They never give up. Even if the ideas they're pushing have been thoroughly discredited for decades.
I'm speaking of an idea that even the economist who originally proposed the idea now rejects: a global tax on foreign exchange transactions.
Last week, The New York Times published an article by former French foreign minister Dr. Philippe Douste-Blazy. It proposes a "tiny levy" of 0.005% on transactions involving the world’s most traded currencies: the dollar, euro, pound sterling and yen. This tax, Douste-Blazy says, will raise US$33 billion annually to fight poverty and disease in the world's poorest countries.
Imposing tax on forex transactions isn't a new idea. Back in 1978, economics professor (and Nobel Laureate) Dr. James Tobin suggested that such a tax could potentially help curb volatility in emerging market economies. This type of tax has come to be called a "Tobin Tax"—over Dr. Tobin's objections.
Dr. Tobin proposed the tax to inhibit speculation in third-world countries, allowing them to pursue more independent economic policies. But the United Nations hijacked his idea, primarily because the tax offered the agency a funding source independent of individual donor governments.
So beginning in the mid-1990s, the UN made the Tobin Tax the centerpiece of its funding proposals to redistribute wealth and income. Only it would be imposed at 0.05%, a rate 10 times higher than Douste-Blazy now proposes. According to a 2001 report from the UN's "High-Level Panel on Financing for Development," such a tax would generate up US$400 billion annually.
And just to prove there's nothing new in current efforts by global tax authorities to end bank secrecy in tax matters…there's not. The same 2001 report proposed that all governments collect private financial data on individual taxpayers and share it with other governments. It also suggested that governments should have the permanent right to tax individuals who exercise their right to emigrate from their homeland. An "International Tax Organization" would oversee these efforts and "take a lead role in restraining tax competition."
It remains to be seen if the countries issuing the currencies Douste-Blazy wants to tax will go along with this idea. If they do, it will be one more blow against freedom of movement, tax competition, and financial privacy. But a Tobin Tax, if imposed, will not have the effect its proponents claim.
To understand why, consider how forex markets operate. Investors risk trillions of dollars in these markets daily, but someone has to take the other side of every trade. The broker-dealers that do so immediate try to off-load the risks they've assumed to other brokers. If speculators are short U.S. dollars, brokers may have an oversupply of yen. The brokers try to sell the excess yen to other dealers. This practice encourages hedging, increases liquidity, and helps reduce currency volatility.
Now it's time for a little Economics 101, directed to our former French foreign minister. Anytime the cost of something increases, people tend to buy less of it. So if governments impose a tax on foreign exchange, even a tiny one, transaction costs will increase. That will discourage trading, decrease liquidity, and increase volatility. It will also lead to a much smaller revenues than Douste-Blazy —much less the United Nations—suggests.

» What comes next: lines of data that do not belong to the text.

//! Native depth-parallax viewer.
//!
//! Hosts the `depthview` render engine in a winit window: assets decode on
//! rayon workers, the point grid is drawn as instanced sprites with wgpu, and
//! egui provides the HUD.

pub mod app;
pub mod data;
pub mod input;
pub mod loader;
pub mod renderer;
pub mod ui;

So what's the real purpose of his suggestion? The only reason I can come up with to resurrect this thoroughly discredited idea is because it presents an opportunity to impose a truly global tax. And to construct a foundation over which to enforce other global tax initiatives.
Are you ready for a global tax agency that can levy tax payments anywhere in the world? For global restrictions on emigration? Or for globally enforced capital controls?

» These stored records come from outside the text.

//! In-memory rasters handed to the builder by the depth-estimation collaborator.
//!
//! Both rasters are row-major with the top row first. Depth values are
//! relative intensities (0 = one end of the scene, 255 = the other); no metric
//! units are implied.

use crate::error::RasterError;
use serde::{Deserialize, Serialize};

/// Pixel dimensions of a raster.
#[derive(Debug, Clone, Copy, PartialEq, Eq, Hash, Serialize, Deserialize)]
pub struct Dimensions {
    pub width: u32,
    pub height: u32,
}

impl Dimensions {
    #[inline]
    pub const fn new(width: u32, height: u32) -> Self {
        Self { width, height }
    }

    /// `width / height`.
    #[inline]
    pub fn aspect_ratio(self) -> f32 {
        self.width as f32 / self.height as f32
    }

    #[inline]
    pub fn max_side(self) -> u32 {
        self.width.max(self.height)
    }

    #[inline]
    pub fn pixel_count(self) -> usize {
        self.width as usize * self.height as usize
    }

    fn check(self, channels: usize, actual: usize) -> Result<(), RasterError> {
        if self.width == 0 || self.height == 0 {
            return Err(RasterError::ZeroSized(self));
        }

        let expected = self.pixel_count() * channels;
        if expected != actual {
            return Err(RasterError::BufferLength {
                dims: self,
                channels,
                expected,
                actual,
            });
        }

        Ok(())
    }
}

impl std::fmt::Display for Dimensions {
    fn fmt(&self, f: &mut std::fmt::Formatter<'_>) -> std::fmt::Result {
        write!(f, "{}x{}", self.width, self.height)
    }
}

/// 8-bit RGB photograph. Source of truth for surface appearance.
#[derive(Debug, Clone, PartialEq, Eq)]
pub struct ColorImage {
    dims: Dimensions,
    rgb: Vec<u8>,
}

impl ColorImage {
    pub fn new(width: u32, height: u32, rgb: Vec<u8>) -> Result<Self, RasterError> {
        let dims = Dimensions::new(width, height);
        dims.check(3, rgb.len())?;
        Ok(Self { dims, rgb })
    }

    /// A single-color image.
    pub fn filled(width: u32, height: u32, rgb: [u8; 3]) -> Result<Self, RasterError> {
        let dims = Dimensions::new(width, height);
        dims.check(3, dims.pixel_count() * 3)?;
        let data = rgb.repeat(dims.pixel_count());
        Ok(Self { dims, rgb: data })
    }

    #[inline]
    pub fn dimensions(&self) -> Dimensions {
        self.dims
    }

    #[inline]
    pub fn width(&self) -> u32 {
        self.dims.width
    }

    #[inline]
    pub fn height(&self) -> u32 {
        self.dims.height
    }

    #[inline]
    pub fn as_raw(&self) -> &[u8] {
        &self.rgb
    }

    pub fn pixel(&self, x: u32, y: u32) -> [u8; 3] {
        let i = (y as usize * self.dims.width as usize + x as usize) * 3;
        [self.rgb[i], self.rgb[i + 1], self.rgb[i + 2]]
    }

    /// Expands to RGBA8 with opaque alpha, the layout GPU uploads expect.
    pub fn to_rgba(&self) -> Vec<u8> {
        let mut out = Vec::with_capacity(self.dims.pixel_count() * 4);
        for px in self.rgb.chunks_exact(3) {
            out.extend_from_slice(&[px[0], px[1], px[2], 255]);
        }
        out
    }

    pub fn into_rgb_image(self) -> image::RgbImage {
        // Length was validated on construction.
        image::RgbImage::from_raw(self.dims.width, self.dims.height, self.rgb)
            .unwrap_or_else(|| unreachable!("ColorImage buffer length is validated"))
    }
}

impl From<image::RgbImage> for ColorImage {
    fn from(img: image::RgbImage) -> Self {
        let dims = Dimensions::new(img.width(), img.height());
        Self {
            dims,
            rgb: img.into_raw(),
        }
    }
}

impl From<&image::DynamicImage> for ColorImage {
    fn from(img: &image::DynamicImage) -> Self {
        img.to_rgb8().into()
    }
}

/// Single-channel relative depth, same pixel grid as the matching [`ColorImage`].
#[derive(Debug, Clone, PartialEq, Eq)]
pub struct DepthMap {
    dims: Dimensions,
    values: Vec<u8>,
}

impl DepthMap {
    pub fn new(width: u32, height: u32, values: Vec<u8>) -> Result<Self, RasterError> {
        let dims = Dimensions::new(width, height);
        dims.check(1, values.len())?;
        Ok(Self { dims, values })
    }

    pub fn filled(width: u32, height: u32, value: u8) -> Result<Self, RasterError> {
        let dims = Dimensions::new(width, height);
        dims.check(1, dims.pixel_count())?;
        Ok(Self {
            dims,
            values: vec![value; dims.pixel_count()],
        })
    }

    /// Quantizes raw model output the way the upstream app does:
    /// `v * 255 / max(v)`, truncated. A non-positive or non-finite maximum
    /// yields an all-zero map.
    pub fn from_relative(values: &[f32], width: u32, height: u32) -> Result<Self, RasterError> {
        let dims = Dimensions::new(width, height);
        dims.check(1, values.len())?;

        let max = values.iter().copied().fold(f32::NEG_INFINITY, f32::max);
        let quantized = if max.is_finite() && max > 0.0 {
            values
                .iter()
                .map(|&v| (v * 255.0 / max).clamp(0.0, 255.0) as u8)
                .collect()
        } else {
            vec![0; values.len()]
        };

        Ok(Self {
            dims,
            values: quantized,
        })
    }

    #[inline]
    pub fn dimensions(&self) -> Dimensions {
        self.dims
    }

    #[inline]
    pub fn width(&self) -> u32 {
        self.dims.width
    }

    #[inline]
    pub fn height(&self) -> u32 {
        self.dims.height
    }

    #[inline]
    pub fn as_raw(&self) -> &[u8] {
        &self.values
    }

    #[inline]
    pub fn get(&self, x: u32, y: u32) -> u8 {
        self.values[y as usize * self.dims.width as usize + x as usize]
    }

    /// Depth at `(x, y)` normalized to `[0, 1]`, as a shader would read it.
    #[inline]
    pub fn normalized(&self, x: u32, y: u32) -> f32 {
        self.get(x, y) as f32 / 255.0
    }

    pub fn into_gray_image(self) -> image::GrayImage {
        image::GrayImage::from_raw(self.dims.width, self.dims.height, self.values)
            .unwrap_or_else(|| unreachable!("DepthMap buffer length is validated"))
    }
}

impl From<image::GrayImage> for DepthMap {
    fn from(img: image::GrayImage) -> Self {
        let dims = Dimensions::new(img.width(), img.height());
        Self {
            dims,
            values: img.into_raw(),
        }
    }
}

impl From<&image::DynamicImage> for DepthMap {
    fn from(img: &image::DynamicImage) -> Self {
        img.to_luma8().into()
    }
}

If you are, then you should love the idea of the Tobin Tax. But if not, you at least have some intellectual ammunition to take on your friends, business associates, and family members when they suggest that it might be a good idea.
It's not.
Copyright © 2009 by Mark Nestmann
Update: The more things change, the more they stay the same! In the wake of the 2011 euro crisis, governments are reconsidering the Tobin Tax. The target, as before, are "high frequency traders." And no doubt, a Tobin Tax would discourage high frequency trading, albeit at the likely cost of decreased liquidity. Incidentally, securities that are traded frequently, such as U.S. Treasury securities, would be more affected than securities that are traded less frequently. With U.S. deficits at all time highs, can that possibly be a good thing?